Given information Start Marker
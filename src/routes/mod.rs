// # Routes Module
//
// - This module contains all HTTP route handlers for the server.
// - Routes are organized by functionality into separate submodules.
//
//  ## Available Route Modules
// - `health`: Liveness and readiness endpoints
// - `auth`: Signup and login
// - `products`: Product catalog CRUD, behind the auth middleware

use serde::{Deserialize, Serialize};

/// Health check and monitoring endpoints
pub mod health;

/// Signup and login endpoints
pub mod auth;

/// Product catalog endpoints
pub mod products;

/// `{"message": "..."}` body used by write endpoints
#[derive(Debug, Serialize, Deserialize)]
pub struct MessageResponse {
    pub message: String,
}

impl MessageResponse {
    pub fn new(message: impl Into<String>) -> Self {
        Self {
            message: message.into(),
        }
    }
}

/// `None` for an absent or blank string
pub(crate) fn non_blank(value: Option<String>) -> Option<String> {
    value.filter(|v| !v.trim().is_empty())
}
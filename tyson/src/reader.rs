// SPDX-License-Identifier: Apache-2.0

/// Trait for input sources that refill a streaming [`Cursor`](crate::Cursor).
pub trait Reader {
    /// The error type returned by read operations
    type Error;

    /// Read data into the provided buffer.
    /// Returns the number of bytes read, or an error.
    ///
    /// # Contract
    /// - A return value of 0 **MUST** indicate true end of stream
    /// - Implementations **MUST NOT** return 0 unless no more data will ever be available
    /// - Returning 0 followed by non-zero reads in subsequent calls violates this contract
    fn read(&mut self, buf: &mut [u8]) -> Result<usize, Self::Error>;
}

/// The source type of a cursor built over a complete in-memory document.
///
/// It never produces data, so such a cursor never refills.
#[derive(Debug, Default, Clone, Copy)]
pub struct NoSource;

impl Reader for NoSource {
    type Error = core::convert::Infallible;

    fn read(&mut self, _buf: &mut [u8]) -> Result<usize, Self::Error> {
        Ok(0)
    }
}

impl<R: Reader + ?Sized> Reader for &mut R {
    type Error = R::Error;

    fn read(&mut self, buf: &mut [u8]) -> Result<usize, Self::Error> {
        (**self).read(buf)
    }
}

/// Adapts any [`std::io::Read`] (files, sockets, stdin) into a [`Reader`].
///
/// Interrupted reads are retried; other I/O errors are passed through.
#[cfg(feature = "std")]
#[derive(Debug)]
pub struct IoReader<T> {
    inner: T,
}

#[cfg(feature = "std")]
impl<T: std::io::Read> IoReader<T> {
    pub fn new(inner: T) -> Self {
        Self { inner }
    }

    pub fn into_inner(self) -> T {
        self.inner
    }
}

#[cfg(feature = "std")]
impl<T: std::io::Read> Reader for IoReader<T> {
    type Error = std::io::Error;

    fn read(&mut self, buf: &mut [u8]) -> Result<usize, Self::Error> {
        loop {
            match self.inner.read(buf) {
                Err(e) if e.kind() == std::io::ErrorKind::Interrupted => continue,
                other => return other,
            }
        }
    }
}
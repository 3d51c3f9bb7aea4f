// SPDX-License-Identifier: Apache-2.0

use memchr::memchr2;

use crate::cursor::Mark;
use crate::escape_processor::Unescaper;
use crate::shared::{from_utf8, is_literal_delimiter};
use crate::{Cursor, ErrorKind, ParseError, Reader};

impl<R: Reader> Cursor<R> {
    /// Read a quoted string, decoding escapes.
    ///
    /// The returned text lives in the cursor's scratch buffer and is valid
    /// until the next read.
    pub fn read_string(&mut self) -> Result<&str, ParseError> {
        const OP: &str = "read_string";
        if self.next_token(OP)? != b'"' {
            return Err(self.report_error(OP, ErrorKind::UnexpectedToken));
        }
        self.scratch.clear();
        self.read_string_body(OP)?;
        from_utf8(&self.scratch).map_err(|kind| self.report_error(OP, kind))
    }

    /// Read a quoted string without copying it.
    ///
    /// The view points into the window and is invalidated by the next read.
    /// Escape sequences are not decoded here; a string containing a backslash
    /// fails with `UnexpectedToken`.
    pub fn read_string_as_slice(&mut self) -> Result<&[u8], ParseError> {
        const OP: &str = "read_string_as_slice";
        if self.next_token(OP)? != b'"' {
            return Err(self.report_error(OP, ErrorKind::UnexpectedToken));
        }
        let start = self.mark();
        let end = self.retaining(start, |cursor| cursor.find_unescaped_end(OP))?;
        self.slice_between(start, end)
    }

    /// Read a bare word up to the next delimiter, e.g. `hello` in `hello, world`.
    pub fn read_unquoted_literal(&mut self) -> Result<&str, ParseError> {
        const OP: &str = "read_unquoted_literal";
        self.next_token(OP)?;
        self.unread_byte()?;
        self.scratch.clear();
        while let Some(byte) = self.next_byte_opt()? {
            if is_literal_delimiter(byte) {
                self.unread_byte()?;
                break;
            }
            self.scratch.push(byte);
        }
        if self.scratch.is_empty() {
            return Err(self.report_error(OP, ErrorKind::UnexpectedToken));
        }
        from_utf8(&self.scratch).map_err(|kind| self.report_error(OP, kind))
    }

    /// Decode string content into `scratch` up to and including the closing quote.
    ///
    /// The opening quote must already be consumed. Plain runs are copied in
    /// bulk, so refills only happen at window boundaries.
    pub(crate) fn read_string_body(&mut self, op: &'static str) -> Result<(), ParseError> {
        let mut unescaper = Unescaper::default();
        loop {
            if !self.ensure_data()? {
                return Err(self.report_error(op, ErrorKind::UnterminatedString));
            }

            let chunk = self.buffer.unread_slice();
            let run = memchr2(b'"', b'\\', chunk).unwrap_or(chunk.len());
            if run > 0 {
                unescaper
                    .no_pending_surrogate()
                    .map_err(|kind| self.report_error(op, kind))?;
                self.scratch
                    .extend_from_slice(chunk.get(..run).unwrap_or_default());
                self.buffer.advance_by(run);
                continue;
            }

            if self.next_byte_or(op, ErrorKind::UnterminatedString)? == b'"' {
                return unescaper
                    .no_pending_surrogate()
                    .map_err(|kind| self.report_error(op, kind));
            }
            // memchr2 stopped on a backslash
            let decoded = match self.next_byte_or(op, ErrorKind::UnterminatedString)? {
                b'u' => {
                    let mut hex = [0u8; 4];
                    for slot in hex.iter_mut() {
                        *slot = self.next_byte_or(op, ErrorKind::UnterminatedString)?;
                    }
                    unescaper.unicode(&hex, &mut self.scratch)
                }
                escape => unescaper.simple(escape).map(|byte| self.scratch.push(byte)),
            };
            decoded.map_err(|kind| self.report_error(op, kind))?;
        }
    }

    /// Skip string content up to and including the closing quote.
    pub(crate) fn skip_string_body(&mut self, op: &'static str) -> Result<(), ParseError> {
        loop {
            if !self.ensure_data()? {
                return Err(self.report_error(op, ErrorKind::UnterminatedString));
            }
            let found = {
                let chunk = self.buffer.unread_slice();
                match memchr2(b'"', b'\\', chunk) {
                    Some(index) => chunk.get(index).map(|byte| (index, *byte)),
                    None => {
                        let len = chunk.len();
                        self.buffer.advance_by(len);
                        continue;
                    }
                }
            };
            if let Some((index, byte)) = found {
                self.buffer.advance_by(index + 1);
                if byte == b'"' {
                    return Ok(());
                }
                // Whatever follows a backslash cannot close the string
                self.next_byte_or(op, ErrorKind::UnterminatedString)?;
            }
        }
    }

    /// Scan to the closing quote of an escape-free string; returns its mark.
    fn find_unescaped_end(&mut self, op: &'static str) -> Result<Mark, ParseError> {
        loop {
            if !self.ensure_data()? {
                return Err(self.report_error(op, ErrorKind::UnterminatedString));
            }
            let chunk = self.buffer.unread_slice();
            let found = memchr2(b'"', b'\\', chunk).and_then(|i| chunk.get(i).map(|b| (i, *b)));
            let len = chunk.len();
            match found {
                Some((index, b'"')) => {
                    self.buffer.advance_by(index);
                    let end = self.mark();
                    self.buffer.advance_by(1);
                    return Ok(end);
                }
                Some((index, _)) => {
                    self.buffer.advance_by(index);
                    return Err(self.report_error(op, ErrorKind::UnexpectedToken));
                }
                None => {
                    self.buffer.advance_by(len);
                }
            }
        }
    }
}

#[cfg(test)]
mod tests {
    use crate::{ChunkReader, Cursor, CursorConfig, ErrorKind};
    use test_log::test;

    #[test]
    fn test_read_plain_string() {
        let mut cursor = Cursor::from_bytes(r#"  "hello world" "#);
        assert_eq!(cursor.read_string().unwrap(), "hello world");
        assert!(cursor.is_exhausted().unwrap());
    }

    #[test]
    fn test_read_escaped_string() {
        let mut cursor = Cursor::from_bytes(r#""a\"b\\c\/d\n\t\u0041\u00e9""#);
        assert_eq!(cursor.read_string().unwrap(), "a\"b\\c/d\n\tAé");
    }

    #[test]
    fn test_surrogate_pair() {
        let mut cursor = Cursor::from_bytes(r#""\ud83d\ude00!""#);
        assert_eq!(cursor.read_string().unwrap(), "😀!");
    }

    #[test]
    fn test_broken_surrogates() {
        for doc in [r#""\ud83d""#, r#""\ud83dx""#, r#""\ude00""#, r#""\ud83d\n""#] {
            let mut cursor = Cursor::from_bytes(doc);
            assert_eq!(
                cursor.read_string().unwrap_err().kind(),
                ErrorKind::InvalidUnicodeCodepoint,
                "{doc}"
            );
        }
    }

    #[test]
    fn test_string_errors() {
        let mut cursor = Cursor::from_bytes(r#""never closed"#);
        assert_eq!(
            cursor.read_string().unwrap_err().kind(),
            ErrorKind::UnterminatedString
        );

        let mut cursor = Cursor::from_bytes("42");
        assert_eq!(
            cursor.read_string().unwrap_err().kind(),
            ErrorKind::UnexpectedToken
        );

        let mut cursor = Cursor::from_bytes(r#""\q""#);
        assert_eq!(
            cursor.read_string().unwrap_err().kind(),
            ErrorKind::InvalidEscapeSequence
        );

        let mut cursor = Cursor::from_bytes(r#""\u12x4""#);
        assert_eq!(
            cursor.read_string().unwrap_err().kind(),
            ErrorKind::InvalidUnicodeHex
        );

        let mut cursor = Cursor::from_bytes(&b"\"\xff\""[..]);
        assert_eq!(
            cursor.read_string().unwrap_err().kind(),
            ErrorKind::InvalidUtf8
        );
    }

    #[test]
    fn test_streamed_string_crosses_refills() {
        let doc = r#""stream me \uD83D\uDE00 across chunks""#;
        for chunk in 1..doc.len() {
            let config = CursorConfig::new().with_buffer_size(4);
            let mut cursor = Cursor::with_config(ChunkReader::new(doc.as_bytes(), chunk), config);
            assert_eq!(
                cursor.read_string().unwrap(),
                "stream me 😀 across chunks",
                "chunk size {chunk}"
            );
        }
    }

    #[test]
    fn test_string_as_slice() {
        let mut cursor = Cursor::from_bytes(r#" "raw bytes", "x""#);
        assert_eq!(cursor.read_string_as_slice().unwrap(), b"raw bytes");
        assert_eq!(cursor.next_significant_byte().unwrap(), b',');
        assert_eq!(cursor.read_string_as_slice().unwrap(), b"x");
    }

    #[test]
    fn test_string_as_slice_streaming() {
        let doc = br#""a longer string than the window""#;
        let config = CursorConfig::new().with_buffer_size(3);
        let mut cursor = Cursor::with_config(ChunkReader::new(doc, 2), config);
        assert_eq!(
            cursor.read_string_as_slice().unwrap(),
            b"a longer string than the window"
        );
    }

    #[test]
    fn test_string_as_slice_rejects_escapes() {
        let mut cursor = Cursor::from_bytes(r#""a\nb""#);
        assert_eq!(
            cursor.read_string_as_slice().unwrap_err().kind(),
            ErrorKind::UnexpectedToken
        );
    }

    #[test]
    fn test_unquoted_literal() {
        let mut cursor = Cursor::from_bytes("  hello, world");
        assert_eq!(cursor.read_unquoted_literal().unwrap(), "hello");
        assert_eq!(cursor.next_significant_byte().unwrap(), b',');
        assert_eq!(cursor.read_unquoted_literal().unwrap(), "world");

        let mut cursor = Cursor::from_bytes("  ]");
        assert_eq!(
            cursor.read_unquoted_literal().unwrap_err().kind(),
            ErrorKind::UnexpectedToken
        );
    }

    #[test]
    fn test_skip_string_body() {
        let mut cursor = Cursor::from_bytes(r#""a\"b\\" rest"#);
        assert_eq!(cursor.next_significant_byte().unwrap(), b'"');
        cursor.skip_string_body("test").unwrap();
        assert_eq!(cursor.read_unquoted_literal().unwrap(), "rest");
    }
}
Given information End Marker
◆ **Directions for this task**
Would you report every line of the entries above containing the word "UnterminatedString"?

◆ **Response box**
                return Err(self.report_error(op, ErrorKind::UnterminatedString));
            if self.next_byte_or(op, ErrorKind::UnterminatedString)? == b'"' {
            let decoded = match self.next_byte_or(op, ErrorKind::UnterminatedString)? {
                        *slot = self.next_byte_or(op, ErrorKind::UnterminatedString)?;
                return Err(self.report_error(op, ErrorKind::UnterminatedString));
                self.next_byte_or(op, ErrorKind::UnterminatedString)?;
                return Err(self.report_error(op, ErrorKind::UnterminatedString));
            ErrorKind::UnterminatedString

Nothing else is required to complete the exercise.